Here are our main results. In the case of pure dynamic routing, i.e., when link costs are the congestion prices generated by TCP–AQM, it turns out that we can interpret TCP/IP as a distributed primal-dual algorithm to maximize aggregate utility over both source rates (by TCP–AQM) and routes (by IP) if TCP/IP converges. We consider the problem, and its Lagrangian dual, of maximizing utility over source rates and over routing that use only a single path for each source-destination pair. Unlike the TCP-AQM problem or the multi- path routing problem that are convex optimizations with no duality gap, the single path TCP/IP problem is non-convex and generally has a duality gap. Equilibrium of the TCP/IP system exists if and only if this problem has no duality gap. In this case, TCP/IP equilibrium solves both the primal and the dual problem. Moreover, it incurs no penalty for not splitting traffic across multiple paths: optimal single-path routing achieves the same aggregate utility as optimal multi-path routing. Multi-path routing can achieve a strictly higher utility only when there is a duality gap between the single-path primal and dual problems, but in this case, the TCP/IP iteration does not even have an equilibrium, let alone solving the utility maximization problem.

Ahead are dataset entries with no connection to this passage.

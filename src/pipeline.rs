//! Conversation-turn pipeline orchestrator.
//!
//! One call per logical turn, stages in fixed order: validate → safety gate
//! (may short-circuit) → render context window → append user turn → compose
//! prompt → model call (timeout-bounded) → sanitize → append assistant turn.
//!
//! The pipeline holds only immutable shared tables and collaborators; all
//! per-conversation state lives in the [`Session`] passed into each call,
//! whose lifecycle the caller owns. Sessions are single-writer — one turn
//! at a time — so independent sessions run concurrently without locking.

use std::sync::Arc;
use std::time::Duration;

use crate::config::{Config, MAX_INPUT_LENGTH};
use crate::coping::CopingAdvisor;
use crate::error::SupportChatError;
use crate::history::Session;
use crate::lexicon::Lexicon;
use crate::oracle::ModelOracle;
use crate::prompt::PromptBuilder;
use crate::safety::SafetyGate;
use crate::sanitize;
use crate::store::TurnStore;
use crate::types::{CrisisVerdict, GenerationParams, Role, TurnRecord, Utterance};

/// Fixed user-visible message returned when the model backend fails or
/// times out. Raw upstream errors never reach the end user.
pub const UNAVAILABLE_FALLBACK: &str = "I'm sorry, I'm having trouble responding right now. Please try again in a moment. I'm still here to listen.";

/// Core pipeline holding the shared, immutable collaborators.
pub struct Pipeline {
    config: Config,
    lexicon: Arc<Lexicon>,
    gate: SafetyGate,
    builder: PromptBuilder,
    advisor: CopingAdvisor,
    oracle: Box<dyn ModelOracle>,
    store: Box<dyn TurnStore>,
}

impl Pipeline {
    /// Wire up the pipeline around a model oracle and a turn store.
    pub fn new(config: Config, oracle: Box<dyn ModelOracle>, store: Box<dyn TurnStore>) -> Self {
        let lexicon = Arc::new(Lexicon::builtin());
        let gate = SafetyGate::new(Arc::clone(&lexicon));
        let advisor = CopingAdvisor::new(Arc::clone(&lexicon));

        Self {
            config,
            lexicon,
            gate,
            builder: PromptBuilder::default(),
            advisor,
            oracle,
            store,
        }
    }

    /// Session-opening greeting line from the lexicon.
    pub fn greeting(&self) -> &str {
        self.lexicon.greeting()
    }

    /// Suggest a coping technique for a named emotional state.
    pub fn suggest_coping(&self, emotion: &str) -> &'static str {
        self.advisor.suggest(emotion)
    }

    /// Process one conversation turn and return the assistant's reply text.
    ///
    /// A crisis verdict short-circuits before history is touched and the
    /// model is never called. An upstream failure or timeout yields the
    /// fixed [`UNAVAILABLE_FALLBACK`] — the user turn stays in history, the
    /// assistant turn is not appended and not persisted.
    ///
    /// # Errors
    /// Returns [`SupportChatError::InputValidation`] for empty or oversized
    /// input. Upstream failures are recovered internally, never surfaced.
    pub async fn process_turn(
        &mut self,
        session: &mut Session,
        raw_input: &str,
    ) -> Result<String, SupportChatError> {
        // Stage 1 — boundary input shaping.
        let input = self.validate_input(raw_input)?;

        // Stage 2 — crisis gate. Short-circuits before the context window,
        // so crisis turns leave no trace in history and never reach the model.
        if let CrisisVerdict::Crisis { resource_message } = self.gate.evaluate(&input) {
            tracing::info!(session_id = %session.id, "crisis_short_circuit");
            return Ok(resource_message);
        }

        // Stage 3 — render the bounded context window from history as it
        // stood before this turn; the current utterance enters via the cue.
        let context_block = session
            .history
            .render_window(self.config.context_window_turns);

        // Stage 4 — append and persist the user turn.
        self.record_turn(session, Role::User, &input);

        // Stage 5 — compose the model input.
        let prompt = self.builder.build(&context_block, &input);
        let params = GenerationParams::from_config(&self.config);

        // Stage 6 — timeout-bounded model call.
        let started = std::time::Instant::now();
        let timeout = Duration::from_secs(self.config.request_timeout_secs);
        let completion =
            match tokio::time::timeout(timeout, self.oracle.complete(&prompt, &params)).await {
                Ok(Ok(completion)) => completion,
                Ok(Err(e)) => {
                    tracing::warn!(session_id = %session.id, error = %e, "model_call_failed");
                    return Ok(UNAVAILABLE_FALLBACK.to_string());
                }
                Err(_elapsed) => {
                    tracing::warn!(
                        session_id = %session.id,
                        timeout_secs = self.config.request_timeout_secs,
                        "model_call_timed_out"
                    );
                    return Ok(UNAVAILABLE_FALLBACK.to_string());
                }
            };

        // Stage 7 — sanitize the generated text.
        let reply = sanitize::sanitize(&completion.text);

        // Stage 8 — append and persist the assistant turn.
        self.record_turn(session, Role::Assistant, &reply);

        tracing::info!(
            session_id = %session.id,
            turn_count = session.history.len(),
            oracle_ms = started.elapsed().as_millis() as u64,
            prompt_tokens = completion.prompt_tokens,
            completion_tokens = completion.completion_tokens,
            "turn_complete"
        );

        Ok(reply)
    }

    // ── Private stage helpers ──────────────────────────────────────────────

    /// Reject empty or oversized input at the boundary.
    fn validate_input(&self, raw_input: &str) -> Result<String, SupportChatError> {
        let trimmed = raw_input.trim();
        if trimmed.is_empty() {
            return Err(SupportChatError::InputValidation(
                "Input cannot be empty".to_string(),
            ));
        }
        if trimmed.len() > MAX_INPUT_LENGTH {
            return Err(SupportChatError::InputValidation(
                "Input too long".to_string(),
            ));
        }
        Ok(trimmed.to_string())
    }

    /// Append one turn to history and persist it (graceful degradation:
    /// a store failure keeps the turn in history and logs a warning).
    fn record_turn(&mut self, session: &mut Session, role: Role, text: &str) {
        let turn = Utterance::now(role, text);
        let record = TurnRecord {
            session_id: session.id,
            seq: session.next_seq(),
            role,
            content: turn.text.clone(),
            timestamp: turn.timestamp,
        };
        session.history.append(turn);

        if let Err(e) = self.store.append(record) {
            tracing::warn!(session_id = %session.id, error = %e, "turn_persist_failed");
        }
    }
}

Even when the single-path problem has no duality gap and TCP/IP has an equilibrium, the equilibrium is generally unstable under pure dynamic routing. It can be stabilized by adding a sufficiently large static component to the definition of link cost. The existence and characterization of TCP/IP equilibrium when the link costs are not pure congestion prices, however, are open problems. To proceed, we specialize to a ring network with a common destination and demonstrate an inevitable tradeoff between utility maximization and routing stability (Section 5.5). Specifically, we show that the TCP/IP system over the special ring network is indeed unstable when link costs are pure prices. It can be stabilized by adding a static component to the link cost, but at the expense of a reduced utility in equilibrium. The loss in utility increases with the weight on the static component. Hence, while stability requires a small weight on prices, utility maximization favors a large weight.

We present numerical results to validate these qualitative conclusions in a general network topology. These results also suggest that routing instability can reduce aggregate utility to less than that achievable by (the necessarily stable) pure static routing.

Indeed we show that if the link capacities are optimally provisioned, then pure static routing is enough to maximize utility even for general networks (Section 5.6). Moreover, it is optimal within the class of multi-path routing: again, there is no penalty at optimality in not splitting traffic across multiple paths.

Finally, we discuss some implications and limitations of these results (Section 5.7).